Avec une certaine appréhension, je jetai un coup d'œil par la lucarne. Les gros insectes étaient toujours en bas, au beau milieu de la rue. Ils patientaient en faisant claquer leurs pinces et en émettant un crissement irritant avec leurs mandibules.

Je me détournai de ce spectacle peu encourageant et me dirigeai vers la chambre de mes parents.

Quand j'entrai, il me sembla qu'il y avait une forme étrange sous les draps, qui étaient apparemment tachés d'un liquide qui avait dû sécher et noircir. Quelque chose qui ressemblait vaguement à un corps.

Je me souvins alors de ce que m'avait dit ma mère en entrant ici, tout à l'heure : "C'est dans cette maison que ton oncle est mort."

Mon oncle Charly.

Tonton.

Celui qui adorait me porter sur ses larges épaules.

Mes yeux me piquaient et mon petit-déjeuner sur-vitaminé remontait amèrement dans mon œsophage.

Sans attendre une minute de plus, je m'emparai du vieux briquet en argent de la famille qui se trouvait dans la table de chevet à côté du lit.

Puis je me mis à dévaler les escaliers à toute allure.

En me forçant à reprendre mes esprits, je fouillai le salon des yeux.

L'armoire à alcools était là, couverte d'une épaisse poussière noire, mais toujours splendide et entièrement constituée de bois précieux. Avec de belles vitrines pour protéger les bouteilles de cognac et de vodka coûteuses.

Je me souvenais de leur nom puisque mon père m'avait un jour expliqué que la consommation, ainsi que la détention, d'alcools avaient été formellement interdites depuis la Loi de Sécurité du 1er janvier 2095. Soi-disant que, dans une société moderne, la débauche et l'alcoolisme devaient être mis de côté pour une vie saine, accomplie et bien rangée.

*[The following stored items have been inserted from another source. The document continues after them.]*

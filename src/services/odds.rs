use crate::domain::{FilterPolicy, Game, Sport};
use crate::error::Result;
use async_trait::async_trait;
use chrono::Utc;
use dashmap::DashMap;
use std::sync::Arc;
use std::time::{Duration, Instant};
use tokio::sync::Mutex;
use tracing::{info, warn};

/// Upstream odds provider
#[cfg_attr(test, mockall::automock)]
#[async_trait]
pub trait OddsSource: Send + Sync {
    /// Upcoming games with moneyline, spread, and totals quotes
    async fn fetch_odds(&self, sport: Sport) -> Result<Vec<Game>>;

    /// Recently completed and in-progress games with final scores
    async fn fetch_scores(&self, sport: Sport, days_from: u8) -> Result<Vec<Game>>;

    /// Player prop quotes for a single event
    async fn fetch_event_props(&self, sport: Sport, event_id: &str) -> Result<Game>;
}

#[derive(Default)]
struct Slot {
    games: Vec<Game>,
    fetched_at: Option<Instant>,
}

/// Per-sport odds snapshot cache. A slot's mutex doubles as single-flight:
/// concurrent callers for the same sport queue behind one upstream fetch.
/// Failed fetches never stamp freshness, so the next caller retries.
pub struct OddsCache {
    source: Arc<dyn OddsSource>,
    slots: DashMap<Sport, Arc<Mutex<Slot>>>,
    ttl: Duration,
    policy: FilterPolicy,
    horizon_hours: i64,
}

impl OddsCache {
    pub fn new(
        source: Arc<dyn OddsSource>,
        ttl: Duration,
        policy: FilterPolicy,
        horizon_hours: i64,
    ) -> Self {
        Self {
            source,
            slots: DashMap::new(),
            ttl,
            policy,
            horizon_hours,
        }
    }

    /// Retained games for a sport, served from cache within the TTL
    pub async fn games(&self, sport: Sport) -> Result<Vec<Game>> {
        // clone the slot handle out before locking so the map shard
        // is not held across an await
        let slot = self
            .slots
            .entry(sport)
            .or_insert_with(|| Arc::new(Mutex::new(Slot::default())))
            .clone();

        let mut slot = slot.lock().await;
        if let Some(fetched_at) = slot.fetched_at {
            if fetched_at.elapsed() < self.ttl {
                return Ok(slot.games.clone());
            }
        }

        let fetched = match self.source.fetch_odds(sport).await {
            Ok(games) => games,
            Err(e) => {
                warn!("odds fetch failed for {sport}: {e}");
                return Err(e);
            }
        };

        let now = Utc::now();
        let games: Vec<Game> = fetched
            .into_iter()
            .filter(|g| self.policy.retains(g, now, self.horizon_hours))
            .collect();

        info!("odds snapshot refreshed: {} {} games retained", games.len(), sport);
        slot.games = games.clone();
        slot.fetched_at = Some(Instant::now());
        Ok(games)
    }

    /// Size of the cached snapshot without triggering a fetch
    pub async fn cached_count(&self, sport: Sport) -> usize {
        let Some(slot) = self.slots.get(&sport).map(|s| s.clone()) else {
            return 0;
        };
        slot.lock().await.games.len()
    }
}

#[cfg(test)]
mod tests {
    use super::*;
    use crate::error::LockboxError;
    use chrono::Duration as ChronoDuration;

    fn upcoming_game(id: &str) -> Game {
        Game {
            id: id.to_string(),
            sport_key: "americanfootball_nfl".to_string(),
            commence_time: Utc::now() + ChronoDuration::hours(6),
            home_team: "Chicago Bears".to_string(),
            away_team: "Green Bay Packers".to_string(),
            completed: false,
            bookmakers: Vec::new(),
            scores: None,
        }
    }

    fn stale_game(id: &str) -> Game {
        let mut game = upcoming_game(id);
        game.commence_time = Utc::now() - ChronoDuration::hours(2);
        game
    }

    fn cache_with(source: MockOddsSource) -> OddsCache {
        OddsCache::new(
            Arc::new(source),
            Duration::from_secs(300),
            FilterPolicy::Upcoming,
            168,
        )
    }

    #[tokio::test]
    async fn second_call_within_ttl_serves_cache() {
        let mut source = MockOddsSource::new();
        source
            .expect_fetch_odds()
            .times(1)
            .returning(|_| Ok(vec![upcoming_game("g1")]));

        let cache = cache_with(source);
        assert_eq!(cache.games(Sport::NFL).await.unwrap().len(), 1);
        assert_eq!(cache.games(Sport::NFL).await.unwrap().len(), 1);
        assert_eq!(cache.cached_count(Sport::NFL).await, 1);
    }

    #[tokio::test]
    async fn filter_drops_started_games() {
        let mut source = MockOddsSource::new();
        source
            .expect_fetch_odds()
            .times(1)
            .returning(|_| Ok(vec![upcoming_game("g1"), stale_game("g2")]));

        let cache = cache_with(source);
        let games = cache.games(Sport::NFL).await.unwrap();
        assert_eq!(games.len(), 1);
        assert_eq!(games[0].id, "g1");
    }

    #[tokio::test]
    async fn failed_fetch_does_not_stamp_freshness() {
        let mut source = MockOddsSource::new();
        let mut seq = mockall::Sequence::new();
        source
            .expect_fetch_odds()
            .times(1)
            .in_sequence(&mut seq)
            .returning(|_| Err(LockboxError::Upstream("boom".to_string())));
        source
            .expect_fetch_odds()
            .times(1)
            .in_sequence(&mut seq)
            .returning(|_| Ok(vec![upcoming_game("g1")]));

        let cache = cache_with(source);
        assert!(cache.games(Sport::NFL).await.is_err());
        assert_eq!(cache.cached_count(Sport::NFL).await, 0);
        // retry goes back upstream instead of serving the failure
        assert_eq!(cache.games(Sport::NFL).await.unwrap().len(), 1);
    }

    #[tokio::test]
    async fn sports_are_cached_independently() {
        let mut source = MockOddsSource::new();
        source
            .expect_fetch_odds()
            .times(2)
            .returning(|sport| match sport {
                Sport::NFL => Ok(vec![upcoming_game("nfl-1")]),
                _ => Ok(vec![]),
            });

        let cache = cache_with(source);
        assert_eq!(cache.games(Sport::NFL).await.unwrap().len(), 1);
        assert_eq!(cache.games(Sport::MLB).await.unwrap().len(), 0);
        assert_eq!(cache.cached_count(Sport::NFL).await, 1);
        assert_eq!(cache.cached_count(Sport::MLB).await, 0);
    }
}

Les drogues et l'alcool étaient considérés comme dangereux, primitifs et inutiles.

Mais mon père avait toujours aimé ne pas respecter certaines lois, qu'il estimait stupides et un peu abusives.

Évidemment, c'était surtout pour le fait que posséder de l'alcool chez soi, c'était quelque chose qui "faisait bien" pour un homme de son rang.

Ce fut avec une certaine satisfaction que je brisais les vitres avec mon coude et m'emparais de toute cette "richesse" liquide. J'allais prendre un malin plaisir à tout gaspiller.

J'ouvris toutes les bouteilles une par une.

Je me saisis des deux premières et les versai consciencieusement un peu partout sur la belle table en bois massif, sur les beaux fauteuils en tissus imprimés, sur le joli parquet en planches.

Je fis comme ça dans toutes les pièces de l'étage inférieur en veillant bien à ne rien oublier et à ne pas m'en verser dessus.

Je pris soin de laisser un passage intact jusqu'aux escaliers pour me permettre de faire mes allers et retours jusqu'à l'étage supérieur.

Le sol était luisant. Sous mon masque protecteur, je n'osais imaginer l'odeur de tous ces alcools mélangés.

Je fis la même chose au grenier et dans la chambre de mes parents. Je versais l'équivalent d'au moins deux litres sur le lit et sur ce que je pensais être le cadavre de mon oncle Charly.